I’m thinking when all is said and done, this is going to be discovered to be a software fault in Toyota’s control program. I’m hoping the commentator on NPR gets 30 seconds of airtime to make an abject apology to the survivors when that happens.
Update: I found the NPR All Things Considered transcript, and the fellow whose name I didn’t recall is Mike Ramsey of the Wall Street Journal.
NORRIS: How many data recorders were analyzed? And of those, how many of these accidents were found to have been caused by driver error?
Mr. RAMSEY: Well, we have been saying several dozen, all of them that were -fit the criteria, were found to have the brake not depressed and the accelerator wide open. So 100 percent of the incidents where it fit that criteria, that’s what was found.
NORRIS: One hundred percent?
Mr. RAMSEY: Yes.
NORRIS: It sounds like, upon hearing that, that the government might be on its way toward exonerating Toyota.
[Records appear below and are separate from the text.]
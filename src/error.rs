//! Error types for the campfire crate

use thiserror::Error;

/// Main error type for the campfire crate
#[derive(Error, Debug)]
#[non_exhaustive]
pub enum Error {
    #[error("invalid configuration: {message}")]
    InvalidConfiguration { message: String },

    #[error("coordinate ({x}, {y}) for {what} lies outside the {width}x{height} board")]
    OutOfBoard {
        what: String,
        x: usize,
        y: usize,
        width: usize,
        height: usize,
    },

    #[error(
        "outgoing probabilities of state {state} sum to {total} (expected 1 within {tolerance})"
    )]
    ProbabilityInvariant {
        state: String,
        total: f64,
        tolerance: f64,
    },

    #[error("state space exceeded the limit of {limit} states")]
    StateLimitExceeded { limit: usize },

    #[error("value iteration did not converge after {sweeps} sweeps (last delta {last_delta})")]
    Convergence { sweeps: usize, last_delta: f64 },

    #[error("invalid solver parameter {name} = {value}")]
    InvalidSolverParameter { name: String, value: f64 },

    #[error("unknown state '{name}' referenced by the decision graph")]
    UnknownState { name: String },

    #[error("probability {value} on edge {from} --[{action}]--> {to} is outside [0, 1]")]
    InvalidProbability {
        from: String,
        to: String,
        action: String,
        value: f64,
    },

    #[error("failed to {operation}: {source}")]
    Io {
        operation: String,
        #[source]
        source: std::io::Error,
    },

    #[error("serialization error: {0}")]
    Serialization(#[from] serde_json::Error),

    #[error("CSV error: {0}")]
    Csv(#[from] csv::Error),

    #[error("progress bar template error: {message}")]
    ProgressBarTemplate { message: String },
}

/// Convenience type alias for Results using the crate's Error type
pub type Result<T> = std::result::Result<T, Error>;

impl From<std::io::Error> for Error {
    fn from(source: std::io::Error) -> Self {
        Error::Io {
            operation: "IO operation".to_string(),
            source,
        }
    }
}

impl Error {
    /// Shorthand for [`Error::InvalidConfiguration`].
    pub fn config(message: impl Into<String>) -> Self {
        Error::InvalidConfiguration {
            message: message.into(),
        }
    }
}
Mr. RAMSEY: Well, when it comes to incidents where people are claiming electronic throttle control, the government has already said they have no evidence of it. This set of data, what it does is it completes the other side of it, which is if it’s not that, then what is it, right? It’s probably driver error. So the government has been hesitant to say that so far.
[...]
I totally understand the position of these people. And if you hear many of these anecdotes, it’s incredibly compelling to hear them and all of their evidence. That said, when you have dozens of incidents that are similar where people say they were stepping on the brake and the car accelerated anyway and hit and that all of these incidents show virtually the same findings, that’s difficult to believe that the computer was wrong and, you know, they had a special instance.
(Emphasis added.)
Mike, the data recorder can say what it says and the survivors still be right. Try doing some embedded programming sometime. You haven’t come up with anything that in the least puts their accounts in a bad light, at least not to those who know something about computer control systems.
And be scripting your apology.
Update 2: I’ve marked in bold a particularly interesting piece of information from Ramsey. We have dozens of incidents that show exactly the same thing: no depression of brakes ever, and full depression of the accelerator throughout. This pattern is not what one would expect of humans behaving either in panic, where accidental touching of the brake would be likely, or in Mr. Ramsey’s alternative of confusion of pedals. Pumping the brake is common, so if people were confusing the accelerator with the brake, we’d expect to see some fraction of those incidents showing variation in the accelerator control, and according to Mr. Ramsey, we never see that. That’s pretty damning for Toyota, I think. Having absolutely the same data pattern across dozens of drivers when some of those incidents went on for a significant amount of time doesn’t speak to mass confusion of drivers; it says “computer screw-up” to me.